[[ PROVIDED RECORDS, beginning ]]

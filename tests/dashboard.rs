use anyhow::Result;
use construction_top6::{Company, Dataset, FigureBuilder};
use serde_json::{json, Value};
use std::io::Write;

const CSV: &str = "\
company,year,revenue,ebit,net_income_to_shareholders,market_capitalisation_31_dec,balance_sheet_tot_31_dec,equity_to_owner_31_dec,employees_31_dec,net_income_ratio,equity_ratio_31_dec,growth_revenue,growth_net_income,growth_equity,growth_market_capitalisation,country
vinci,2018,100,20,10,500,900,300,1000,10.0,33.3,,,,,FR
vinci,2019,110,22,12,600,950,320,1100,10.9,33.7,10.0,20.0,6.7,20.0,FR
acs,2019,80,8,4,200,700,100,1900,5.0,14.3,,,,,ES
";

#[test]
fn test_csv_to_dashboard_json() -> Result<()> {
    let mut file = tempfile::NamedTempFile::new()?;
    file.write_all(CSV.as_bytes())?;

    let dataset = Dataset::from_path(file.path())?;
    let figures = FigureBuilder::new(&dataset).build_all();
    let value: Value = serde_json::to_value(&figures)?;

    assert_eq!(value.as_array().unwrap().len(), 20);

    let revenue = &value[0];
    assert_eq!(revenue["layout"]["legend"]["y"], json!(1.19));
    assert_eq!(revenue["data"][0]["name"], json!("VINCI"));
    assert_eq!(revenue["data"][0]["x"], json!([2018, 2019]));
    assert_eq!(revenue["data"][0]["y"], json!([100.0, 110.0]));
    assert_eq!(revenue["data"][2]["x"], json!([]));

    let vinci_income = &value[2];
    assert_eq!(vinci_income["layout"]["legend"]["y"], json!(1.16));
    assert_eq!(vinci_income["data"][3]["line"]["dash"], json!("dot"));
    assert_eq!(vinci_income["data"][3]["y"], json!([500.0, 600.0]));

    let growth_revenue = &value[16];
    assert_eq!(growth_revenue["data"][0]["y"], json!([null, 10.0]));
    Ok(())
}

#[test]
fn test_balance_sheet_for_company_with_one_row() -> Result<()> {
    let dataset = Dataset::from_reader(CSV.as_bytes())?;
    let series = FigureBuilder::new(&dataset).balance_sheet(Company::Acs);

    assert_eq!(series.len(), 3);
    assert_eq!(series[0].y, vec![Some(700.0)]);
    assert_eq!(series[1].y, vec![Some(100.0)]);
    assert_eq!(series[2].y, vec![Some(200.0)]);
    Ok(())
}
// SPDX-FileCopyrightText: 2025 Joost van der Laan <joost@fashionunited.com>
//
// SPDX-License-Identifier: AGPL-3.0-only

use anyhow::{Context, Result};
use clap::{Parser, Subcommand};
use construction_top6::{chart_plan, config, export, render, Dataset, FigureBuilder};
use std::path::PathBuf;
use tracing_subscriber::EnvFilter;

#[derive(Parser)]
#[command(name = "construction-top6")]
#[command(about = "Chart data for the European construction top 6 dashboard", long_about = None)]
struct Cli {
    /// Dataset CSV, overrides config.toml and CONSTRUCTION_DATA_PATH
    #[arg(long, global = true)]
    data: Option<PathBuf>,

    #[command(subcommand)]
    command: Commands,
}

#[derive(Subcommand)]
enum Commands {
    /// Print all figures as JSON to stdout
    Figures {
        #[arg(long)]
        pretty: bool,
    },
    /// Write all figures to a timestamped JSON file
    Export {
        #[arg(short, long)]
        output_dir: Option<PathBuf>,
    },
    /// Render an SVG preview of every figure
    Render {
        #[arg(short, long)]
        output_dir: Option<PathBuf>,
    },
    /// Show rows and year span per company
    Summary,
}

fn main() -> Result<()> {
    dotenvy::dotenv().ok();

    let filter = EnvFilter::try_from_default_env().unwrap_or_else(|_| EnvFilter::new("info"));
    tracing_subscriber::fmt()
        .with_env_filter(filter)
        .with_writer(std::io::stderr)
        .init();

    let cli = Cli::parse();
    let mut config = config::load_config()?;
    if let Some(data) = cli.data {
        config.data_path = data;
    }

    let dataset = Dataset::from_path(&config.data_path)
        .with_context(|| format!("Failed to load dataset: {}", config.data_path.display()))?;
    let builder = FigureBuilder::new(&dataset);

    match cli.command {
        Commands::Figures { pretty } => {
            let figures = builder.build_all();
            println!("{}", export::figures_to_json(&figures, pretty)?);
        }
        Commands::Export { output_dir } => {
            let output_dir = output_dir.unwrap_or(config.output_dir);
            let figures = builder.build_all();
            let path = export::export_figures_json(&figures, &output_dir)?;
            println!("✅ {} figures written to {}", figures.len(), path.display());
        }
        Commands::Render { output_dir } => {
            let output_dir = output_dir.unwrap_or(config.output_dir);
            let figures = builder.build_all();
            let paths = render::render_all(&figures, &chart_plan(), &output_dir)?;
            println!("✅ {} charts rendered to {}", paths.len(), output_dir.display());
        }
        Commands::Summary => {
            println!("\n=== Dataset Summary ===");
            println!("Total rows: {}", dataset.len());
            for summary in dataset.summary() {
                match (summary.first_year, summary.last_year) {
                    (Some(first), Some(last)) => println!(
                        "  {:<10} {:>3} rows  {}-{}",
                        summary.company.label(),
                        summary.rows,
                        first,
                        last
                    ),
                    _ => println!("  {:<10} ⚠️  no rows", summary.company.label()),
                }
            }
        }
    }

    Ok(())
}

[[ PROVIDED RECORDS, end ]]

*TASK GOAL:* Repeat the data. Leave nothing out and change nothing.

*OUTPUT:*
filename tests/dashboard.rs
use anyhow::Result;
use construction_top6::{Company, Dataset, FigureBuilder};
use serde_json::{json, Value};
use std::io::Write;

const CSV: &str = "\
company,year,revenue,ebit,net_income_to_shareholders,market_capitalisation_31_dec,balance_sheet_tot_31_dec,equity_to_owner_31_dec,employees_31_dec,net_income_ratio,equity_ratio_31_dec,growth_revenue,growth_net_income,growth_equity,growth_market_capitalisation,country
vinci,2018,100,20,10,500,900,300,1000,10.0,33.3,,,,,FR
vinci,2019,110,22,12,600,950,320,1100,10.9,33.7,10.0,20.0,6.7,20.0,FR
acs,2019,80,8,4,200,700,100,1900,5.0,14.3,,,,,ES
";

#[test]
fn test_csv_to_dashboard_json() -> Result<()> {
    let mut file = tempfile::NamedTempFile::new()?;
    file.write_all(CSV.as_bytes())?;

    let dataset = Dataset::from_path(file.path())?;
    let figures = FigureBuilder::new(&dataset).build_all();
    let value: Value = serde_json::to_value(&figures)?;

    assert_eq!(value.as_array().unwrap().len(), 20);

    let revenue = &value[0];
    assert_eq!(revenue["layout"]["legend"]["y"], json!(1.19));
    assert_eq!(revenue["data"][0]["name"], json!("VINCI"));
    assert_eq!(revenue["data"][0]["x"], json!([2018, 2019]));
    assert_eq!(revenue["data"][0]["y"], json!([100.0, 110.0]));
    assert_eq!(revenue["data"][2]["x"], json!([]));

    let vinci_income = &value[2];
    assert_eq!(vinci_income["layout"]["legend"]["y"], json!(1.16));
    assert_eq!(vinci_income["data"][3]["line"]["dash"], json!("dot"));
    assert_eq!(vinci_income["data"][3]["y"], json!([500.0, 600.0]));

    let growth_revenue = &value[16];
    assert_eq!(growth_revenue["data"][0]["y"], json!([null, 10.0]));
    Ok(())
}

#[test]
fn test_balance_sheet_for_company_with_one_row() -> Result<()> {
    let dataset = Dataset::from_reader(CSV.as_bytes())?;
    let series = FigureBuilder::new(&dataset).balance_sheet(Company::Acs);

    assert_eq!(series.len(), 3);
    assert_eq!(series[0].y, vec![Some(700.0)]);
    assert_eq!(series[1].y, vec![Some(100.0)]);
    assert_eq!(series[2].y, vec![Some(200.0)]);
    Ok(())
}
// SPDX-FileCopyrightText: 2025 Joost van der Laan <joost@fashionunited.com>
//
// SPDX-License-Identifier: AGPL-3.0-only

use anyhow::{Context, Result};
use clap::{Parser, Subcommand};
use construction_top6::{chart_plan, config, export, render, Dataset, FigureBuilder};
use std::path::PathBuf;
use tracing_subscriber::EnvFilter;

#[derive(Parser)]
#[command(name = "construction-top6")]
#[command(about = "Chart data for the European construction top 6 dashboard", long_about = None)]
struct Cli {
    /// Dataset CSV, overrides config.toml and CONSTRUCTION_DATA_PATH
    #[arg(long, global = true)]
    data: Option<PathBuf>,

    #[command(subcommand)]
    command: Commands,
}

#[derive(Subcommand)]
enum Commands {
    /// Print all figures as JSON to stdout
    Figures {
        #[arg(long)]
        pretty: bool,
    },
    /// Write all figures to a timestamped JSON file
    Export {
        #[arg(short, long)]
        output_dir: Option<PathBuf>,
    },
    /// Render an SVG preview of every figure
    Render {
        #[arg(short, long)]
        output_dir: Option<PathBuf>,
    },
    /// Show rows and year span per company
    Summary,
}

fn main() -> Result<()> {
    dotenvy::dotenv().ok();

    let filter = EnvFilter::try_from_default_env().unwrap_or_else(|_| EnvFilter::new("info"));
    tracing_subscriber::fmt()
        .with_env_filter(filter)
        .with_writer(std::io::stderr)
        .init();

    let cli = Cli::parse();
    let mut config = config::load_config()?;
    if let Some(data) = cli.data {
        config.data_path = data;
    }

    let dataset = Dataset::from_path(&config.data_path)
        .with_context(|| format!("Failed to load dataset: {}", config.data_path.display()))?;
    let builder = FigureBuilder::new(&dataset);

    match cli.command {
        Commands::Figures { pretty } => {
            let figures = builder.build_all();
            println!("{}", export::figures_to_json(&figures, pretty)?);
        }
        Commands::Export { output_dir } => {
            let output_dir = output_dir.unwrap_or(config.output_dir);
            let figures = builder.build_all();
            let path = export::export_figures_json(&figures, &output_dir)?;
            println!("✅ {} figures written to {}", figures.len(), path.display());
        }
        Commands::Render { output_dir } => {
            let output_dir = output_dir.unwrap_or(config.output_dir);
            let figures = builder.build_all();
            let paths = render::render_all(&figures, &chart_plan(), &output_dir)?;
            println!("✅ {} charts rendered to {}", paths.len(), output_dir.display());
        }
        Commands::Summary => {
            println!("\n=== Dataset Summary ===");
            println!("Total rows: {}", dataset.len());
            for summary in dataset.summary() {
                match (summary.first_year, summary.last_year) {
                    (Some(first), Some(last)) => println!(
                        "  {:<10} {:>3} rows  {}-{}",
                        summary.company.label(),
                        summary.rows,
                        first,
                        last
                    ),
                    _ => println!("  {:<10} ⚠️  no rows", summary.company.label()),
                }
            }
        }
    }

    Ok(())
}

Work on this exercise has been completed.